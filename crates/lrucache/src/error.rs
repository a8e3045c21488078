//! Error types for lrucache

use std::fmt;

/// Result type alias for lrucache operations
pub type Result<T> = std::result::Result<T, Error>;

/// Error types for cache construction
///
/// Lookups never fail: a missing key is `None`. Only misconfiguration is
/// reported through this type; broken internal invariants panic instead.
#[derive(Debug, Clone, PartialEq, Eq)]
pub enum Error {
    /// Capacity must hold at least one entry
    InvalidCapacity(usize),
}

impl fmt::Display for Error {
    fn fmt(&self, f: &mut fmt::Formatter<'_>) -> fmt::Result {
        match self {
            Error::InvalidCapacity(cap) => {
                write!(f, "Invalid capacity: {} (must be at least 1)", cap)
            }
        }
    }
}

impl std::error::Error for Error {}
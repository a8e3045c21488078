//! # lrucache
//!
//! Fixed-capacity LRU cache safe for concurrent readers and writers.
//!
//! ## Architecture
//! - **Lookup index**: AHash map from key to node handle (O(1))
//! - **Recency list**: arena-backed doubly-linked list, most recent at the head (O(1))
//! - **Engine**: both structures behind one `parking_lot::Mutex`
//!
//! ```
//! use lrucache::{Cache, LruCache};
//!
//! let cache = LruCache::new(2).unwrap();
//! cache.put(1, "a");
//! cache.put(2, "b");
//! assert_eq!(cache.get(&1), Some("a"));
//! cache.put(3, "c"); // evicts 2
//! assert_eq!(cache.get(&2), None);
//! assert_eq!(cache.len(), 2);
//! ```

#![warn(missing_docs)]

mod cache;
mod entry;
mod error;
mod list;
mod lru;
mod stats;

pub use cache::{Cache, LruCache};
pub use entry::Entry;
pub use error::{Error, Result};
pub use list::{Iter, NodeRef, RecencyList};
pub use lru::{LruCore, Put};
pub use stats::CacheStats;
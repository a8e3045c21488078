//! LRU cache daemon - Redis-compatible RESP server with an HTTP liveness check

mod handler;
mod health;
mod resp;

use anyhow::{bail, Result};
use bytes::BytesMut;
use clap::Parser;
use lrucache::LruCache;
use std::sync::Arc;
use std::time::Duration;
use tokio::io::{AsyncReadExt, AsyncWriteExt};
use tokio::net::{TcpListener, TcpStream};
use tracing::{error, info, warn};

use crate::handler::{CommandHandler, SharedCache};
use crate::resp::Frame;

#[derive(Parser, Debug)]
#[command(author, version, about, long_about = None)]
struct Args {
    /// RESP bind address
    #[arg(short, long, default_value = "127.0.0.1:6379")]
    bind: String,

    /// HTTP liveness bind address
    #[arg(long, default_value = "127.0.0.1:8080")]
    http_bind: String,

    /// Cache capacity (number of entries)
    #[arg(short, long, default_value_t = 10000)]
    capacity: usize,

    /// Health check mode (for Docker)
    #[arg(long)]
    health: bool,
}

#[tokio::main]
async fn main() -> Result<()> {
    // Initialize tracing
    tracing_subscriber::fmt()
        .with_env_filter(
            tracing_subscriber::EnvFilter::from_default_env()
                .add_directive(tracing::Level::INFO.into()),
        )
        .init();

    let args = Args::parse();

    if args.health {
        match check_server(&args.bind).await {
            Ok(()) => {
                println!("OK");
                std::process::exit(0);
            }
            Err(e) => {
                eprintln!("FAILED: {}", e);
                std::process::exit(1);
            }
        }
    }

    info!("Starting lrucached v{}", env!("CARGO_PKG_VERSION"));
    info!("Cache capacity: {}", args.capacity);

    let cache: SharedCache = Arc::new(LruCache::new(args.capacity)?);

    let listener = TcpListener::bind(&args.bind).await?;
    info!("RESP server listening on {}", args.bind);

    let http_listener = TcpListener::bind(&args.http_bind).await?;
    info!(
        "Liveness check at http://{}{}",
        args.http_bind,
        health::CHECK_PATH
    );
    tokio::spawn(async move {
        if let Err(e) = health::serve(http_listener).await {
            error!("Liveness endpoint stopped: {}", e);
        }
    });

    tokio::select! {
        _ = accept_loop(listener, cache) => {}
        _ = tokio::signal::ctrl_c() => {
            info!("Shutting down");
        }
    }

    Ok(())
}

async fn accept_loop(listener: TcpListener, cache: SharedCache) {
    loop {
        match listener.accept().await {
            Ok((stream, addr)) => {
                info!("New connection from {}", addr);
                let cache = Arc::clone(&cache);

                tokio::spawn(async move {
                    if let Err(e) = handle_client(stream, cache).await {
                        error!("Error handling client {}: {}", addr, e);
                    }
                    info!("Connection closed: {}", addr);
                });
            }
            Err(e) => {
                error!("Error accepting connection: {}", e);
            }
        }
    }
}

async fn handle_client(mut stream: TcpStream, cache: SharedCache) -> Result<()> {
    let handler = CommandHandler::new(cache);
    let mut buffer = BytesMut::with_capacity(4096);

    loop {
        let n = stream.read_buf(&mut buffer).await?;

        if n == 0 {
            // Connection closed
            return Ok(());
        }

        // Answer every complete frame in the buffer, in order
        loop {
            match Frame::decode(&mut buffer) {
                Ok(Some(cmd)) => {
                    let response = handler.handle(cmd);
                    stream.write_all(&response.encode()).await?;
                }
                Ok(None) => break,
                Err(e) => {
                    warn!("Parse error: {}", e);
                    stream.write_all(&Frame::err(&e).encode()).await?;
                    buffer.clear();
                    break;
                }
            }
        }
    }
}

/// Send `PING` to a running server and expect `+PONG`
async fn check_server(addr: &str) -> Result<()> {
    match tokio::time::timeout(Duration::from_secs(2), ping(addr)).await?? {
        Frame::Simple(s) if s == "PONG" => Ok(()),
        other => bail!("unexpected reply {:?}", other),
    }
}

async fn ping(addr: &str) -> Result<Frame> {
    let mut stream = TcpStream::connect(addr).await?;
    let cmd = Frame::Array(Some(vec![Frame::Bulk(Some(b"PING".to_vec()))]));
    stream.write_all(&cmd.encode()).await?;

    let mut buffer = BytesMut::with_capacity(64);
    loop {
        if stream.read_buf(&mut buffer).await? == 0 {
            bail!("connection closed before reply");
        }
        if let Some(reply) = Frame::decode(&mut buffer)? {
            return Ok(reply);
        }
    }
}

#[cfg(test)]
mod tests {
    use super::*;

    async fn start_server(capacity: usize) -> String {
        let listener = TcpListener::bind("127.0.0.1:0").await.unwrap();
        let addr = listener.local_addr().unwrap().to_string();
        let cache: SharedCache = Arc::new(LruCache::new(capacity).unwrap());
        tokio::spawn(accept_loop(listener, cache));
        addr
    }

    fn cmd(parts: &[&str]) -> Vec<u8> {
        Frame::Array(Some(
            parts
                .iter()
                .map(|p| Frame::Bulk(Some(p.as_bytes().to_vec())))
                .collect(),
        ))
        .encode()
    }

    async fn read_frames(stream: &mut TcpStream, count: usize) -> Vec<Frame> {
        let mut buffer = BytesMut::new();
        let mut frames = Vec::new();
        while frames.len() < count {
            while let Some(frame) = Frame::decode(&mut buffer).unwrap() {
                frames.push(frame);
            }
            if frames.len() < count {
                assert!(stream.read_buf(&mut buffer).await.unwrap() > 0);
            }
        }
        frames
    }

    #[tokio::test]
    async fn test_pipelined_commands() {
        let addr = start_server(2).await;
        let mut stream = TcpStream::connect(&addr).await.unwrap();

        let mut batch = Vec::new();
        batch.extend(cmd(&["SET", "1", "a"]));
        batch.extend(cmd(&["SET", "2", "b"]));
        batch.extend(cmd(&["GET", "1"]));
        batch.extend(cmd(&["SET", "3", "c"]));
        batch.extend(cmd(&["GET", "2"]));
        batch.extend(cmd(&["DBSIZE"]));
        stream.write_all(&batch).await.unwrap();

        let frames = read_frames(&mut stream, 6).await;
        assert_eq!(
            frames,
            vec![
                Frame::ok(),
                Frame::ok(),
                Frame::Bulk(Some(b"a".to_vec())),
                Frame::ok(),
                Frame::null(),
                Frame::Integer(2),
            ]
        );
    }

    #[tokio::test]
    async fn test_protocol_error_keeps_connection() {
        let addr = start_server(4).await;
        let mut stream = TcpStream::connect(&addr).await.unwrap();

        stream.write_all(b"?bogus\r\n").await.unwrap();
        let frames = read_frames(&mut stream, 1).await;
        assert!(matches!(&frames[0], Frame::Error(msg) if msg.starts_with("ERR unknown RESP type")));

        stream.write_all(&cmd(&["PING"])).await.unwrap();
        let frames = read_frames(&mut stream, 1).await;
        assert_eq!(frames[0], Frame::Simple("PONG".to_string()));
    }

    #[tokio::test]
    async fn test_health_check() {
        let addr = start_server(4).await;
        check_server(&addr).await.unwrap();

        // Nothing listening on a freshly released port
        let unused = TcpListener::bind("127.0.0.1:0").await.unwrap();
        let closed = unused.local_addr().unwrap().to_string();
        drop(unused);
        assert!(check_server(&closed).await.is_err());
    }
}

######

• Work task: Could you copy exactly the lines from the first line of the records above through the line containing "node handle (O(1))", both included, and nothing else?

• Answer for the task:
filename crates/lrucache/src/error.rs
repository a8e3045c21488078
//! Error types for lrucache

use std::fmt;

/// Result type alias for lrucache operations
pub type Result<T> = std::result::Result<T, Error>;

/// Error types for cache construction
///
/// Lookups never fail: a missing key is `None`. Only misconfiguration is
/// reported through this type; broken internal invariants panic instead.
#[derive(Debug, Clone, PartialEq, Eq)]
pub enum Error {
    /// Capacity must hold at least one entry
    InvalidCapacity(usize),
}

impl fmt::Display for Error {
    fn fmt(&self, f: &mut fmt::Formatter<'_>) -> fmt::Result {
        match self {
            Error::InvalidCapacity(cap) => {
                write!(f, "Invalid capacity: {} (must be at least 1)", cap)
            }
        }
    }
}

impl std::error::Error for Error {}
repository a8e3045c21488078
//! # lrucache
//!
//! Fixed-capacity LRU cache safe for concurrent readers and writers.
//!
//! ## Architecture
//! - **Lookup index**: AHash map from key to node handle (O(1))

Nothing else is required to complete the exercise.